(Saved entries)
**********
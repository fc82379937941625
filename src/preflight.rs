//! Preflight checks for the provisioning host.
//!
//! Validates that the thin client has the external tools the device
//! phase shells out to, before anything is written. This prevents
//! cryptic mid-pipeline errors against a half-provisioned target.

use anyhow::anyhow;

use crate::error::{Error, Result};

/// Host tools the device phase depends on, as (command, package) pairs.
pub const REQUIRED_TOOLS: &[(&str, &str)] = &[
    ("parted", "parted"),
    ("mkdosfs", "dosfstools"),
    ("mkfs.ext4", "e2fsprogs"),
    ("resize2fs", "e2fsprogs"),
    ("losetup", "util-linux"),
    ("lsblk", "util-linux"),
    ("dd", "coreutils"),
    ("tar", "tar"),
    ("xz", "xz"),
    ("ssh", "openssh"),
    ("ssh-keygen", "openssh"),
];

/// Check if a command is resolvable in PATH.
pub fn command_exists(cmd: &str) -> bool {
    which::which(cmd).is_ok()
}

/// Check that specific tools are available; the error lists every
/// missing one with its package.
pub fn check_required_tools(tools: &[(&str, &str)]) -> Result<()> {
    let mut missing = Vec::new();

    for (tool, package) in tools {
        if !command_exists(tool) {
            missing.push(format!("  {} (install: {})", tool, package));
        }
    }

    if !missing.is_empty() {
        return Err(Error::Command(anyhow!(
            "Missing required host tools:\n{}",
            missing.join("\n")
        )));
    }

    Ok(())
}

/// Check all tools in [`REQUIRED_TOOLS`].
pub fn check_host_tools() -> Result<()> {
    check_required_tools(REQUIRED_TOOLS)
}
**********
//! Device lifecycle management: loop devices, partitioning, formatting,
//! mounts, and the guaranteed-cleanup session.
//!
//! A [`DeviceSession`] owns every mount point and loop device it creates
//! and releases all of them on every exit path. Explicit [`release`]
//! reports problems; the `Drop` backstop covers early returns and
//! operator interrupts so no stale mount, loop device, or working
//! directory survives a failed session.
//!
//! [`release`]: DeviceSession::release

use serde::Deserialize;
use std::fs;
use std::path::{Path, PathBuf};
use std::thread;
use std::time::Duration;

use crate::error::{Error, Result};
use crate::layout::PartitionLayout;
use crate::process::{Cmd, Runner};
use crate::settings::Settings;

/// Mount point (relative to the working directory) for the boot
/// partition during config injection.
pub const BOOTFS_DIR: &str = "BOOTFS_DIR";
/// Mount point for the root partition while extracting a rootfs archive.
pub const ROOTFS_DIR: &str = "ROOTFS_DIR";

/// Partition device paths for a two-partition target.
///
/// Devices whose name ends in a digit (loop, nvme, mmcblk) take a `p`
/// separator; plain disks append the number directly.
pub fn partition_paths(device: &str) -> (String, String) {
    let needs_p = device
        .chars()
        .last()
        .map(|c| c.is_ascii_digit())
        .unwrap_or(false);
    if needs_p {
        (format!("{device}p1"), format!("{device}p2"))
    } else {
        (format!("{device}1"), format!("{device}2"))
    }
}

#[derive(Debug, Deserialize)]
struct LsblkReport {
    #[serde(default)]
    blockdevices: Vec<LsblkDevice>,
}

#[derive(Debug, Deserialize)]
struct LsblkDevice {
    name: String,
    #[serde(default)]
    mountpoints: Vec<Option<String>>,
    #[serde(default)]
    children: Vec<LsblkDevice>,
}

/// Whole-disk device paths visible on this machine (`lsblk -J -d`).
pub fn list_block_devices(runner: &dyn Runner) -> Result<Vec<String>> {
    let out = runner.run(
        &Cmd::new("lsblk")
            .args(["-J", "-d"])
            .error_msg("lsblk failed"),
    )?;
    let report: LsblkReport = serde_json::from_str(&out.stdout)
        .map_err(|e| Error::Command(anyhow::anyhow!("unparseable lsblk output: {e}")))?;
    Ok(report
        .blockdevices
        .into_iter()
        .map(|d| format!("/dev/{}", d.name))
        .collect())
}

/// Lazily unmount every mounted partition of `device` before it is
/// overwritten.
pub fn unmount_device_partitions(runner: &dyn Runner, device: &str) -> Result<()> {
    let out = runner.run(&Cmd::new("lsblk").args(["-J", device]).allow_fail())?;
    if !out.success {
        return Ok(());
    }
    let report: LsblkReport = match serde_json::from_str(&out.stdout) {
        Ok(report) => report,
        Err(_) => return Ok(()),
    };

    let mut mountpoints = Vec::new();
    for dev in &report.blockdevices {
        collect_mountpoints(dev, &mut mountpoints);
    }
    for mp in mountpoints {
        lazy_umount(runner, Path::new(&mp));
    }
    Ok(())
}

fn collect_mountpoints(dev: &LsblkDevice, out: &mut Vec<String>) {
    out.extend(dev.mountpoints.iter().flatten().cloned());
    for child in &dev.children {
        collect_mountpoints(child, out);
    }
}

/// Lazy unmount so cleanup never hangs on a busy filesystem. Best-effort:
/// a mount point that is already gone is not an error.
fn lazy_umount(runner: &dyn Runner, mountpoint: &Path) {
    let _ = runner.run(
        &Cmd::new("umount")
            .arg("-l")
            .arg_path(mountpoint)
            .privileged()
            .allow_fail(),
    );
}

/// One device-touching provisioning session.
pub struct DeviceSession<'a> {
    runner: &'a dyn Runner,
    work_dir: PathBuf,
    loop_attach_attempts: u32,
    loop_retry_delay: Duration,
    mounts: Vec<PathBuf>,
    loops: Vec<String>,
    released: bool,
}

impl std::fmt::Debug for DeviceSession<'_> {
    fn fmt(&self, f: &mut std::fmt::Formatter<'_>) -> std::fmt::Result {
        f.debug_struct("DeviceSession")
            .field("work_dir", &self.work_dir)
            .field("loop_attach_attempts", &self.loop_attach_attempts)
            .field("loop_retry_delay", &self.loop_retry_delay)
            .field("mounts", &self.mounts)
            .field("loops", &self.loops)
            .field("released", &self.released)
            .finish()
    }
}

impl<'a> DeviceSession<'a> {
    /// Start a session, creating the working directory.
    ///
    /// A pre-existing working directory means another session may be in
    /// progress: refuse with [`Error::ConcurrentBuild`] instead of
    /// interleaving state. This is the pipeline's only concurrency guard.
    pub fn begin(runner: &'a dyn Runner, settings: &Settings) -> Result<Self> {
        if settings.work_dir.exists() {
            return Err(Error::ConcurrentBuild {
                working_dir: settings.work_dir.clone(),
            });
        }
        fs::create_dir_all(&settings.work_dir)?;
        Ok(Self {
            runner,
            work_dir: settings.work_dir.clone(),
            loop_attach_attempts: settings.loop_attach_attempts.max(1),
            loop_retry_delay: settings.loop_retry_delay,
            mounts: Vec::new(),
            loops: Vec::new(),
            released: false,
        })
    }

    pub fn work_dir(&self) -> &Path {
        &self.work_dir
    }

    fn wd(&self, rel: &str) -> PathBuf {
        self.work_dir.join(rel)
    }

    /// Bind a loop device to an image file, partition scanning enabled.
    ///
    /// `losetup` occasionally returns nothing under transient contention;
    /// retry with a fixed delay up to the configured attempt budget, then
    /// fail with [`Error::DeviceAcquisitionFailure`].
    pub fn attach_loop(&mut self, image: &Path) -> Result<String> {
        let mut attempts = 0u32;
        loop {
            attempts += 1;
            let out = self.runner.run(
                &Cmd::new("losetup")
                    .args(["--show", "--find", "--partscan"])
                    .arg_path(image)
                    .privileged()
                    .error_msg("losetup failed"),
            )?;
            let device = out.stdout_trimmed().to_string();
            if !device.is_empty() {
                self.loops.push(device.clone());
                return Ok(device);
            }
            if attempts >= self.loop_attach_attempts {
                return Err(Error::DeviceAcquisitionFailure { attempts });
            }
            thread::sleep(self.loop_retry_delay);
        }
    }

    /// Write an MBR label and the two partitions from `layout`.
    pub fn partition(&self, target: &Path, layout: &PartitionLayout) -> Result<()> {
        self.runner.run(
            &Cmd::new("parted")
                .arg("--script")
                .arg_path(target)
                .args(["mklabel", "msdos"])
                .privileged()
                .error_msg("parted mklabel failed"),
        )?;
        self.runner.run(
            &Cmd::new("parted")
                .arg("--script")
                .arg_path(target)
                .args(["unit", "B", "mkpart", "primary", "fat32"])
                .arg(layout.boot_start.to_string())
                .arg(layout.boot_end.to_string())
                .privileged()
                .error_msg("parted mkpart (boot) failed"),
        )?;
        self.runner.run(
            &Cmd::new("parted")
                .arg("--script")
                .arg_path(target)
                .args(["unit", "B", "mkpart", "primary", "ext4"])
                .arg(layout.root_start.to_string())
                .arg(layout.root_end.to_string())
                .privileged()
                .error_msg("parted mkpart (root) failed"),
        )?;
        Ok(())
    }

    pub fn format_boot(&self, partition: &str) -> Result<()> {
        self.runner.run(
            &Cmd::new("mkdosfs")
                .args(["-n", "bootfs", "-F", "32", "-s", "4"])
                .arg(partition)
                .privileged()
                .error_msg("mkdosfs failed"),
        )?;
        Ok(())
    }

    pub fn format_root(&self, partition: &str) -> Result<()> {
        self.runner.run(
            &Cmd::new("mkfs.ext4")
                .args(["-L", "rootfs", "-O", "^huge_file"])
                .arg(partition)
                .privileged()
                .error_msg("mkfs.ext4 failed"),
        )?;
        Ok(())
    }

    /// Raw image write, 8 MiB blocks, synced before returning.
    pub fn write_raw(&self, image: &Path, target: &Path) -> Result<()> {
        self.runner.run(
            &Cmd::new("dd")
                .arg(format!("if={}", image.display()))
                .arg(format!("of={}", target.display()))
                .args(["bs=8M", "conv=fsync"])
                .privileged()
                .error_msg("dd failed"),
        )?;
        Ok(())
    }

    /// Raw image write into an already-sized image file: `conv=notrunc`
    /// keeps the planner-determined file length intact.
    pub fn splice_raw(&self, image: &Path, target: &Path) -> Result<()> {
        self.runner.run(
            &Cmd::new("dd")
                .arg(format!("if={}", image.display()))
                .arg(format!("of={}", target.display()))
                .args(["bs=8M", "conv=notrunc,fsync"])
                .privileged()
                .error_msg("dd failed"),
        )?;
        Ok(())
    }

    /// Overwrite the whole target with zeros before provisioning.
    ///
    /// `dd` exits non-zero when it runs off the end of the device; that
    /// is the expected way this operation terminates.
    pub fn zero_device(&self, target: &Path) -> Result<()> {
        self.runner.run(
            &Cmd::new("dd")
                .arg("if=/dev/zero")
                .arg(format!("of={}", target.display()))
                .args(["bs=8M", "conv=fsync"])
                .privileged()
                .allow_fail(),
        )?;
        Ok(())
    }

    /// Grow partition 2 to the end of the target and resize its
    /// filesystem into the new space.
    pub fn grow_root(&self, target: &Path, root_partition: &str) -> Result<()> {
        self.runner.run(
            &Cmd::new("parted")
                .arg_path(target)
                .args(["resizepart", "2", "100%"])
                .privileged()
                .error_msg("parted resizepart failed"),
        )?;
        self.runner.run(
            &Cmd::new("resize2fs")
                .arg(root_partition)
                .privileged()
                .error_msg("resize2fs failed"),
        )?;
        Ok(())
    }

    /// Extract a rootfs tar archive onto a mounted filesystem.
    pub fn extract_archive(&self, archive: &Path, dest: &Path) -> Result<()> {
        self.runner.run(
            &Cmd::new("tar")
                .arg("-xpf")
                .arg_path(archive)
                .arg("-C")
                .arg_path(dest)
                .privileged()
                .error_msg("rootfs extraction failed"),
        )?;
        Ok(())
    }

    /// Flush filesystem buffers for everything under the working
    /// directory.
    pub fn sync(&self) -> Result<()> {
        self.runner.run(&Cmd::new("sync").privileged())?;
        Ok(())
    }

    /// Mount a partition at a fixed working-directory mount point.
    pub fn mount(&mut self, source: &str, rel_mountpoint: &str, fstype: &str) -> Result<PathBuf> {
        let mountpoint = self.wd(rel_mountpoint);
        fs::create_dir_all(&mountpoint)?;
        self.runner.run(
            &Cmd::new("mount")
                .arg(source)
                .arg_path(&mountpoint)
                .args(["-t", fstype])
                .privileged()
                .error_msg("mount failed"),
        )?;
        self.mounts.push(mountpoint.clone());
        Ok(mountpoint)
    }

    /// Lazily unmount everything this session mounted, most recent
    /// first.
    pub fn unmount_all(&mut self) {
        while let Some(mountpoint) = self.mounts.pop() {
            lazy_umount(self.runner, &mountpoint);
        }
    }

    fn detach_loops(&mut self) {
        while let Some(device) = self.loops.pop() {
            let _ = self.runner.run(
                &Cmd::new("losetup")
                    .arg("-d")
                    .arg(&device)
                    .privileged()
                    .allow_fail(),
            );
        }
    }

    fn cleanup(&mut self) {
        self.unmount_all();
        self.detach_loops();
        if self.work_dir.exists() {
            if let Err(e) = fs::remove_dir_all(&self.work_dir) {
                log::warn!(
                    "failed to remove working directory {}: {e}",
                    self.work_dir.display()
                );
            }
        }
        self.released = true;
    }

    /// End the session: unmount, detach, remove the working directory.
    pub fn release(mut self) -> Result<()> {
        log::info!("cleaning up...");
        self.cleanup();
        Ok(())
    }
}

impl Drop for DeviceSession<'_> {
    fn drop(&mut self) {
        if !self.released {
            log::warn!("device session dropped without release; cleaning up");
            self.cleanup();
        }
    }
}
**********
DIRECTIONS FOR THIS TASK>
If a line in the records above contains the word "cleanup", copy it.

REPLY TO THE EXERCISE>
//! mounts, and the guaranteed-cleanup session.
/// Lazy unmount so cleanup never hangs on a busy filesystem. Best-effort:
    fn cleanup(&mut self) {
        self.cleanup();
            self.cleanup();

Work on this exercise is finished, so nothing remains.